Novel Trombone Topology for Wideband True-Time-Delay Implementation

Abstract

A novel trombone topology has been introduced for achieving controllable true time delay. The prominent aspect of the proposed topology is the ability to provide discrete variable delay with minimum insertion loss variation with delay settings. Furthermore, the effects of source impedance, output load, and line-terminating loads’ impedance mismatch on group delay variation are theoretically investigated for the proposed trombone topology. Moreover, based on this new topology, a prototype trombone delay circuit has been designed and fabricated in 0.18- $\mu \text{m}$ CMOS technology, operating over the frequency bandwidth of 8–18 GHz.

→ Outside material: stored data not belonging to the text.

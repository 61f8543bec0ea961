//! Identity/session provider.
//!
//! Owns every sign-in transition: the OTP flow, the email/password flow, the
//! demo-account bypass, and sign-out. All transitions land in the
//! [`IdentityStore`]; the admin flag is re-fetched from the profile row on
//! every identity change and degrades to "not admin" when the fetch fails.

use std::sync::Arc;

use tokio::sync::watch;
use tracing::instrument;

use vastra_core::{Email, Phone, UserId};

use crate::backend::{AuthApi, AuthError, AuthSession, DataService};
use crate::identity::{Identity, IdentityStore, SessionCache, demo};
use crate::models::NewProfile;

/// Minimum password length for the email/password flow.
const MIN_PASSWORD_LENGTH: usize = 8;

/// The identity/session provider.
#[derive(Clone)]
pub struct IdentityService {
    auth: Arc<dyn AuthApi>,
    data: Arc<dyn DataService>,
    store: IdentityStore,
    cache: Arc<dyn SessionCache>,
}

impl IdentityService {
    /// Create a new identity service.
    #[must_use]
    pub fn new(
        auth: Arc<dyn AuthApi>,
        data: Arc<dyn DataService>,
        store: IdentityStore,
        cache: Arc<dyn SessionCache>,
    ) -> Self {
        Self {
            auth,
            data,
            store,
            cache,
        }
    }

    /// The current identity, if any.
    #[must_use]
    pub fn current(&self) -> Option<Identity> {
        self.store.current()
    }

    /// Subscribe to identity changes.
    #[must_use]
    pub fn subscribe(&self) -> watch::Receiver<Option<Identity>> {
        self.store.subscribe()
    }

    /// Restore an identity at startup.
    ///
    /// A session held by the auth subsystem wins over the persisted demo
    /// record; the demo record is only consulted when no session exists.
    ///
    /// # Errors
    ///
    /// Returns `AuthError` if the session lookup itself fails. A missing
    /// identity is `Ok(None)`, not an error.
    #[instrument(skip(self))]
    pub async fn bootstrap(&self) -> Result<Option<Identity>, AuthError> {
        if let Some(session) = self.auth.get_session().await? {
            return Ok(Some(self.apply_session(session).await));
        }

        let cached = self.cache.load().unwrap_or_else(|e| {
            tracing::warn!(error = %e, "Failed to read persisted session record");
            None
        });
        match cached {
            Some(identity) => {
                let is_admin = self.admin_flag(&identity.user_id).await;
                let identity = Identity {
                    is_admin,
                    ..identity
                };
                self.store.set(identity.clone());
                Ok(Some(identity))
            }
            None => Ok(None),
        }
    }

    /// Request a one-time code for a phone number.
    ///
    /// Demo numbers short-circuit: no SMS is sent and the fixed code is
    /// expected at verification.
    ///
    /// # Errors
    ///
    /// Returns `AuthError` if the auth subsystem rejects the request.
    #[instrument(skip(self), fields(phone = %phone))]
    pub async fn request_code(&self, phone: &Phone) -> Result<(), AuthError> {
        if demo::is_demo_phone(phone) {
            return Ok(());
        }
        self.auth.sign_in_with_otp(phone).await
    }

    /// Verify a one-time code and sign in.
    ///
    /// A demo phone with the demo code bypasses the auth subsystem; any
    /// other pair is forwarded unmodified.
    ///
    /// # Errors
    ///
    /// Returns `AuthError::InvalidCode` if the code does not verify.
    #[instrument(skip(self, code), fields(phone = %phone))]
    pub async fn verify_code(
        &self,
        phone: &Phone,
        code: &str,
        display_name: Option<&str>,
    ) -> Result<Identity, AuthError> {
        if let Some(account) = demo::resolve_otp(phone, code) {
            return Ok(self.demo_sign_in(account, display_name).await);
        }

        let session = self.auth.verify_otp(phone, code).await?;
        if display_name.is_some() {
            self.upsert_profile_quietly(&NewProfile {
                id: session.user.id.clone(),
                full_name: display_name.map(str::to_owned),
                phone: Some(phone.clone()),
                is_admin: None,
            })
            .await;
        }
        Ok(self.apply_session(session).await)
    }

    /// Create an account with email and password.
    ///
    /// # Errors
    ///
    /// Returns `AuthError::WeakPassword` before any remote call if the
    /// password is too short, and `AuthError::UserAlreadyExists` if the
    /// email is taken.
    #[instrument(skip(self, password), fields(email = %email))]
    pub async fn register(
        &self,
        email: &Email,
        password: &str,
        display_name: Option<&str>,
    ) -> Result<Identity, AuthError> {
        validate_password(password)?;

        if let Some(account) = demo::resolve_password(email, password) {
            return Ok(self.demo_sign_in(account, display_name).await);
        }

        let session = self.auth.sign_up(email, password).await?;
        if display_name.is_some() {
            self.upsert_profile_quietly(&NewProfile {
                id: session.user.id.clone(),
                full_name: display_name.map(str::to_owned),
                phone: None,
                is_admin: None,
            })
            .await;
        }
        Ok(self.apply_session(session).await)
    }

    /// Sign in with email and password.
    ///
    /// # Errors
    ///
    /// Returns `AuthError::InvalidCredentials` on a wrong pair.
    #[instrument(skip(self, password), fields(email = %email))]
    pub async fn login(&self, email: &Email, password: &str) -> Result<Identity, AuthError> {
        if let Some(account) = demo::resolve_password(email, password) {
            return Ok(self.demo_sign_in(account, None).await);
        }

        let session = self.auth.sign_in_with_password(email, password).await?;
        Ok(self.apply_session(session).await)
    }

    /// Sign out.
    ///
    /// Local state (persisted record, identity slot) is cleared first; a
    /// failure of the remote sign-out is logged, not surfaced, since the
    /// user-visible transition has already happened.
    ///
    /// # Errors
    ///
    /// Currently infallible; the signature leaves room for stricter
    /// policies.
    #[instrument(skip(self))]
    pub async fn sign_out(&self) -> Result<(), AuthError> {
        if let Err(e) = self.cache.clear() {
            tracing::warn!(error = %e, "Failed to clear persisted session record");
        }
        self.store.clear();
        if let Err(e) = self.auth.sign_out().await {
            tracing::warn!(error = %e, "Remote sign-out failed");
        }
        Ok(())
    }

    // =========================================================================
    // Internals
    // =========================================================================

    /// Sign in as a demo account without touching the auth subsystem.
    async fn demo_sign_in(&self, account: demo::DemoAccount, display_name: Option<&str>) -> Identity {
        let identity = account.identity(display_name);

        self.upsert_profile_quietly(&NewProfile {
            id: identity.user_id.clone(),
            full_name: identity.display_name.clone(),
            phone: identity.phone.clone(),
            is_admin: Some(account.is_admin()),
        })
        .await;

        if let Err(e) = self.cache.save(&identity) {
            tracing::warn!(error = %e, "Failed to persist demo session record");
        }

        self.store.set(identity.clone());
        identity
    }

    /// Turn an auth session into the current identity.
    ///
    /// The profile fetch supplies display name and admin flag; its failure
    /// degrades to an anonymous-profile identity rather than failing the
    /// transition.
    async fn apply_session(&self, session: AuthSession) -> Identity {
        let (is_admin, display_name) = match self.data.fetch_profile(&session.user.id).await {
            Ok(Some(profile)) => (profile.is_admin, profile.full_name),
            Ok(None) => (false, None),
            Err(e) => {
                tracing::warn!(error = %e, "Profile fetch failed; treating user as non-admin");
                (false, None)
            }
        };

        let identity = Identity {
            user_id: session.user.id,
            phone: session.user.phone,
            email: session.user.email,
            display_name,
            is_admin,
            realm: crate::identity::IdentityRealm::Remote,
        };
        self.store.set(identity.clone());
        identity
    }

    /// Re-fetch only the admin flag, degrading to `false`.
    async fn admin_flag(&self, user: &UserId) -> bool {
        match self.data.fetch_profile(user).await {
            Ok(profile) => profile.is_some_and(|p| p.is_admin),
            Err(e) => {
                tracing::warn!(error = %e, "Profile fetch failed; treating user as non-admin");
                false
            }
        }
    }

    /// Profile upserts on the sign-in paths never fail the transition.
    async fn upsert_profile_quietly(&self, profile: &NewProfile) {
        if let Err(e) = self.data.upsert_profile(profile).await {
            tracing::warn!(error = %e, "Failed to upsert user profile");
        }
    }
}

/// Validate password meets requirements.
fn validate_password(password: &str) -> Result<(), AuthError> {
    if password.len() < MIN_PASSWORD_LENGTH {
        return Err(AuthError::WeakPassword(format!(
            "password must be at least {MIN_PASSWORD_LENGTH} characters"
        )));
    }

    Ok(())
}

This 3-bit delay integrated circuit provides a maximum delay of 109.3 ps with 15.6-ps delay step and utilizes conventional passive second-order all-pass network (APN) and novel passive fourth-order APN delay cells. Measurement results indicate an average insertion loss of 18.2–22.5 dB over the intended frequency band with a relatively low loss variation of less than ±1 dB for all delay settings. Measured group delay rms error is less than 4 ps. The core of the fabricated circuit occupies an area of $0.9\times2.1$ mm2 and draws 13.4 mA from a 3.3-V supply.